Excerpts from a dataset:
____

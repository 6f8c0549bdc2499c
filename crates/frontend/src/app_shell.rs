//! Оболочка админки: Sidebar + вкладки. Доступна администраторам и менеджерам.

use crate::layout::global_context::{AppGlobalContext, Tab as TabData};
use crate::layout::left::sidebar::Sidebar;
use crate::layout::tabs::TabPage;
use crate::layout::Shell;
use crate::system::auth::guard::RequireAdmin;
use leptos::prelude::*;

/// Инициализирует синхронизацию вкладок с URL (?active=...).
#[component]
fn MainLayout() -> impl IntoView {
    let tabs_store = use_context::<AppGlobalContext>().expect("AppGlobalContext context not found");

    tabs_store.init_router_integration();

    view! {
        <Shell
            left=|| view! { <Sidebar /> }.into_any()
            center=move || {
                view! {
                    <For
                        each=move || tabs_store.opened.get()
                        key=|tab| tab.key.clone()
                        children=move |tab: TabData| {
                            view! { <TabPage tab=tab tabs_store=tabs_store /> }
                        }
                    />
                }.into_any()
            }
        />
    }
}

#[component]
pub fn AdminShell() -> impl IntoView {
    view! {
        <RequireAdmin>
            <MainLayout />
        </RequireAdmin>
    }
}
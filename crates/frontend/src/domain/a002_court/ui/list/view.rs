use contracts::domain::a001_venue::Venue;
use contracts::domain::a002_court::{Court, CourtFilter};
use contracts::enums::{CourtStatus, SportType};
use leptos::prelude::*;
use leptos::task::spawn_local;
use thaw::*;

use super::state::{create_state, LIST_ID};
use crate::domain::a001_venue::api as venue_api;
use crate::domain::a002_court::api;
use crate::layout::global_context::AppGlobalContext;
use crate::layout::tabs::{detail_key, detail_tab_label, tab_label_for_key};
use crate::shared::components::badge::CourtStatusBadge;
use crate::shared::components::confirm_dialog::ConfirmDialog;
use crate::shared::components::empty_state::EmptyState;
use crate::shared::components::filter_panel::{FilterPanel, FilterTag};
use crate::shared::components::pagination_controls::PaginationControls;
use crate::shared::components::sortable_header::SortableHeaderCell;
use crate::shared::date_utils::format_thousands;
use crate::shared::export::{export_to_excel, ExcelExportable};
use crate::shared::icons::icon;
use crate::shared::list_utils::{cmp_ci, cmp_ci_opt, paginate, sort_list, toggle_sort_state, SearchInput, Sortable};
use crate::shared::page_frame::PageFrame;
use crate::shared::page_standard::PAGE_CAT_LIST;
use crate::shared::prefs::{save_list_prefs, ListPrefs};
use crate::shared::toast::use_toast;

impl Sortable for Court {
    fn compare_by_field(&self, other: &Self, field: &str) -> std::cmp::Ordering {
        match field {
            "venue" => cmp_ci_opt(self.venue_name.as_deref(), other.venue_name.as_deref()),
            "sport" => self.sport.display_name().cmp(other.sport.display_name()),
            "level" => self.level.cmp(&other.level),
            "capacity" => self.capacity.cmp(&other.capacity),
            "sub_court_count" => self.sub_court_count.cmp(&other.sub_court_count),
            "price" => self.price_per_hour.total_cmp(&other.price_per_hour),
            "status" => self.status.code().cmp(other.status.code()),
            _ => cmp_ci(&self.name, &other.name),
        }
    }
}
mod state;
mod view;

pub use view::CourtList;
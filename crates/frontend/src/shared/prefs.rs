//! Пользовательские настройки списков (размер страницы, сортировка) в localStorage.
//!
//! Ключ: `list_prefs:{list_id}`, значение: JSON `ListPrefs`.

use serde::{Deserialize, Serialize};
use web_sys::window;

use super::config::config;

#[derive(Debug, Clone, PartialEq, Serialize, Deserialize)]
pub struct ListPrefs {
    pub page_size: usize,
    #[serde(default)]
    pub sort_field: Option<String>,
    #[serde(default = "default_true")]
    pub sort_ascending: bool,
}

fn default_true() -> bool {
    true
}

impl Default for ListPrefs {
    fn default() -> Self {
        Self {
            page_size: config().default_page_size,
            sort_field: None,
            sort_ascending: true,
        }
    }
}

impl ListPrefs {
    /// Разбор сохранённого JSON; размер страницы вне допустимых значений сбрасывается
    pub fn from_json(raw: &str) -> Self {
        let mut prefs: ListPrefs = serde_json::from_str(raw).unwrap_or_default();
        if !config().page_size_options.contains(&prefs.page_size) {
            prefs.page_size = config().default_page_size;
        }
        prefs
    }
}

fn storage_key(list_id: &str) -> String {
    format!("list_prefs:{}", list_id)
}

fn local_storage() -> Option<web_sys::Storage> {
    window()?.local_storage().ok()?
}

pub fn load_list_prefs(list_id: &str) -> ListPrefs {
    local_storage()
        .and_then(|s| s.get_item(&storage_key(list_id)).ok().flatten())
        .map(|raw| ListPrefs::from_json(&raw))
        .unwrap_or_default()
}

pub fn save_list_prefs(list_id: &str, prefs: &ListPrefs) {
    let Some(storage) = local_storage() else {
        return;
    };
    match serde_json::to_string(prefs) {
        Ok(raw) => {
            if storage.set_item(&storage_key(list_id), &raw).is_err() {
                log::warn!("failed to persist list prefs for {}", list_id);
            }
        }
        Err(e) => log::warn!("failed to serialize list prefs: {}", e),
    }
}

#[cfg(test)]
mod tests {
    use super::*;

    #[test]
    fn test_from_json_valid() {
        let prefs = ListPrefs::from_json(r#"{"page_size":50,"sort_field":"name","sort_ascending":false}"#);
        assert_eq!(prefs.page_size, 50);
        assert_eq!(prefs.sort_field.as_deref(), Some("name"));
        assert!(!prefs.sort_ascending);
    }

    #[test]
    fn test_from_json_resets_unknown_page_size() {
        let prefs = ListPrefs::from_json(r#"{"page_size":7}"#);
        assert_eq!(prefs.page_size, config().default_page_size);
        assert!(prefs.sort_ascending);
    }

    #[test]
    fn test_from_json_garbage() {
        assert_eq!(ListPrefs::from_json("not json"), ListPrefs::default());
    }
}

____

## Your task
Would you output, from the records above, exactly the run of lines that starts at the line containing "use contracts::domain::a001_venue::Venue;" and ends at the line containing "use web_sys::window;", and only that run?

## Response to the exercise
use contracts::domain::a001_venue::Venue;
use contracts::domain::a002_court::{Court, CourtFilter};
use contracts::enums::{CourtStatus, SportType};
use leptos::prelude::*;
use leptos::task::spawn_local;
use thaw::*;

use super::state::{create_state, LIST_ID};
use crate::domain::a001_venue::api as venue_api;
use crate::domain::a002_court::api;
use crate::layout::global_context::AppGlobalContext;
use crate::layout::tabs::{detail_key, detail_tab_label, tab_label_for_key};
use crate::shared::components::badge::CourtStatusBadge;
use crate::shared::components::confirm_dialog::ConfirmDialog;
use crate::shared::components::empty_state::EmptyState;
use crate::shared::components::filter_panel::{FilterPanel, FilterTag};
use crate::shared::components::pagination_controls::PaginationControls;
use crate::shared::components::sortable_header::SortableHeaderCell;
use crate::shared::date_utils::format_thousands;
use crate::shared::export::{export_to_excel, ExcelExportable};
use crate::shared::icons::icon;
use crate::shared::list_utils::{cmp_ci, cmp_ci_opt, paginate, sort_list, toggle_sort_state, SearchInput, Sortable};
use crate::shared::page_frame::PageFrame;
use crate::shared::page_standard::PAGE_CAT_LIST;
use crate::shared::prefs::{save_list_prefs, ListPrefs};
use crate::shared::toast::use_toast;

impl Sortable for Court {
    fn compare_by_field(&self, other: &Self, field: &str) -> std::cmp::Ordering {
        match field {
            "venue" => cmp_ci_opt(self.venue_name.as_deref(), other.venue_name.as_deref()),
            "sport" => self.sport.display_name().cmp(other.sport.display_name()),
            "level" => self.level.cmp(&other.level),
            "capacity" => self.capacity.cmp(&other.capacity),
            "sub_court_count" => self.sub_court_count.cmp(&other.sub_court_count),
            "price" => self.price_per_hour.total_cmp(&other.price_per_hour),
            "status" => self.status.code().cmp(other.status.code()),
            _ => cmp_ci(&self.name, &other.name),
        }
    }
}
mod state;
mod view;

pub use view::CourtList;
filename crates/frontend/src/shared/prefs.rs
//! Пользовательские настройки списков (размер страницы, сортировка) в localStorage.
//!
//! Ключ: `list_prefs:{list_id}`, значение: JSON `ListPrefs`.

use serde::{Deserialize, Serialize};
use web_sys::window;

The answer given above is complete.